■ Task to complete ■
Begin at the line below that has "fuzz test runs." and stop after the line that has "before it mattered.". Please restate only those lines, word for word.

■ Available records ■
.....

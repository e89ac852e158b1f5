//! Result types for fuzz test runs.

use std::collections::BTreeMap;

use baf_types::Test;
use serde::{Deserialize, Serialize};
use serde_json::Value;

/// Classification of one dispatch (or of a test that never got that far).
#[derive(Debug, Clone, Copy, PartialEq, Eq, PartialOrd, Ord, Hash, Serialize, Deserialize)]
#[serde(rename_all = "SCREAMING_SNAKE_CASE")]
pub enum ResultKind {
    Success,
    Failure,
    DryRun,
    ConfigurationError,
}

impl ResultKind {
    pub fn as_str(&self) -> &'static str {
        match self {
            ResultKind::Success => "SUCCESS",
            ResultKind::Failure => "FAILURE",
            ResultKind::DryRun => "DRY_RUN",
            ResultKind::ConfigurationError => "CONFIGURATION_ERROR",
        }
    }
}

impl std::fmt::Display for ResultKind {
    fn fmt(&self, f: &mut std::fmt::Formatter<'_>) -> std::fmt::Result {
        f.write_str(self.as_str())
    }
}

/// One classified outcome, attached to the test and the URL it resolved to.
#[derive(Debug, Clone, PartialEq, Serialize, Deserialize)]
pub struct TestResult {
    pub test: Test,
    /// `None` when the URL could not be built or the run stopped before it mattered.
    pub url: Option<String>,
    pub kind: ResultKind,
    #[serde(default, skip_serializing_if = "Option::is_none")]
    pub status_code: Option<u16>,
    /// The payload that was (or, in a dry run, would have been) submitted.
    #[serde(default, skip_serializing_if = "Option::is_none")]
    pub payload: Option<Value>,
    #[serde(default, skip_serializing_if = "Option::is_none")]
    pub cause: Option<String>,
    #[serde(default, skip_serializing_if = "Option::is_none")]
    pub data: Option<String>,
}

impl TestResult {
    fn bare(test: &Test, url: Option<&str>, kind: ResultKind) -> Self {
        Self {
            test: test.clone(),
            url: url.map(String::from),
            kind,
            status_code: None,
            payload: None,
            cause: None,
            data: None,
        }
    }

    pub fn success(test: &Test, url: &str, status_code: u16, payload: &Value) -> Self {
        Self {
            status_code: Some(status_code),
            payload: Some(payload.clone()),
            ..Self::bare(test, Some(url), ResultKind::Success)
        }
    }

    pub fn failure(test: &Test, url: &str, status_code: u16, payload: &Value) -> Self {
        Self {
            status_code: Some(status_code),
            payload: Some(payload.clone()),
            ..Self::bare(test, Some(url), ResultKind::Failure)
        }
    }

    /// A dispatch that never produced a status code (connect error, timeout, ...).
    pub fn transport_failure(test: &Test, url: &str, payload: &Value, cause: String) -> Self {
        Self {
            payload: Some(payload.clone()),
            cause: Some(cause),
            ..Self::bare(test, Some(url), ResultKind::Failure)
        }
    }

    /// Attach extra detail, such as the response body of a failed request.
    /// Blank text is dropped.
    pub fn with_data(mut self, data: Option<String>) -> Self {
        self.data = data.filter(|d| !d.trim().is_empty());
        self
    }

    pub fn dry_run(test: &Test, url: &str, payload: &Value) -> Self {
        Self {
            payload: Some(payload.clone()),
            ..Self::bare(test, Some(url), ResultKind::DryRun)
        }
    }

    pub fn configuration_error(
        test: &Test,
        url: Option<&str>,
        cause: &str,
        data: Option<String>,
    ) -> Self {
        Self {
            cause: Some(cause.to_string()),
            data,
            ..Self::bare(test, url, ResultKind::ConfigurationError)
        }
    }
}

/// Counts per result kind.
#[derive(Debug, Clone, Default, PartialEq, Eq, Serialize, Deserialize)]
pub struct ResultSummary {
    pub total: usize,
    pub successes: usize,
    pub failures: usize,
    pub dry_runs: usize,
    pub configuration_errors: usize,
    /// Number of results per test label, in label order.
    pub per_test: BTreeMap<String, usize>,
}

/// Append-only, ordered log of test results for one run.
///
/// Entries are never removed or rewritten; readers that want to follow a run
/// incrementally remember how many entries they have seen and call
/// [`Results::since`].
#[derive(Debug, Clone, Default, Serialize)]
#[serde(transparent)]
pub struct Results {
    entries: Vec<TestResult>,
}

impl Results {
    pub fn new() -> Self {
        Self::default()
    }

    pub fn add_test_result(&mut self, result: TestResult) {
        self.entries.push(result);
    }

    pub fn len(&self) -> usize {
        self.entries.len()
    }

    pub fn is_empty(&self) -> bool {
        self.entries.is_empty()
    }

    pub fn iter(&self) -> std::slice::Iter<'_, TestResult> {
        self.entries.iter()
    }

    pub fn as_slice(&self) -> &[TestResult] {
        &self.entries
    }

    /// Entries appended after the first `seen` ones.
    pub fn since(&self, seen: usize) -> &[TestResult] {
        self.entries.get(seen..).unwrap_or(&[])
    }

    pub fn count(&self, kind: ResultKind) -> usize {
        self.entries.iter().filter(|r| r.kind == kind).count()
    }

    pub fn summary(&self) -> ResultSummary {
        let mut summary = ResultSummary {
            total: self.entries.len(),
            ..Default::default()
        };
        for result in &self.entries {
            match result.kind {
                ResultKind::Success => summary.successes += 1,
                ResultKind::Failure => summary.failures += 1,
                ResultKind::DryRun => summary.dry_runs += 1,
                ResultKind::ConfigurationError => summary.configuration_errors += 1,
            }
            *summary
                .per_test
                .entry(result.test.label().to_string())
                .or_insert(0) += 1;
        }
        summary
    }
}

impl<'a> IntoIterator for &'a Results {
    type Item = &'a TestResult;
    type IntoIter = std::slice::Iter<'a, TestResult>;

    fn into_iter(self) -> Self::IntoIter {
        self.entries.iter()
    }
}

.....

■ Worked solution ■
//! Result types for fuzz test runs.

use std::collections::BTreeMap;

use baf_types::Test;
use serde::{Deserialize, Serialize};
use serde_json::Value;

/// Classification of one dispatch (or of a test that never got that far).
#[derive(Debug, Clone, Copy, PartialEq, Eq, PartialOrd, Ord, Hash, Serialize, Deserialize)]
#[serde(rename_all = "SCREAMING_SNAKE_CASE")]
pub enum ResultKind {
    Success,
    Failure,
    DryRun,
    ConfigurationError,
}

impl ResultKind {
    pub fn as_str(&self) -> &'static str {
        match self {
            ResultKind::Success => "SUCCESS",
            ResultKind::Failure => "FAILURE",
            ResultKind::DryRun => "DRY_RUN",
            ResultKind::ConfigurationError => "CONFIGURATION_ERROR",
        }
    }
}

impl std::fmt::Display for ResultKind {
    fn fmt(&self, f: &mut std::fmt::Formatter<'_>) -> std::fmt::Result {
        f.write_str(self.as_str())
    }
}

/// One classified outcome, attached to the test and the URL it resolved to.
#[derive(Debug, Clone, PartialEq, Serialize, Deserialize)]
pub struct TestResult {
    pub test: Test,
    /// `None` when the URL could not be built or the run stopped before it mattered.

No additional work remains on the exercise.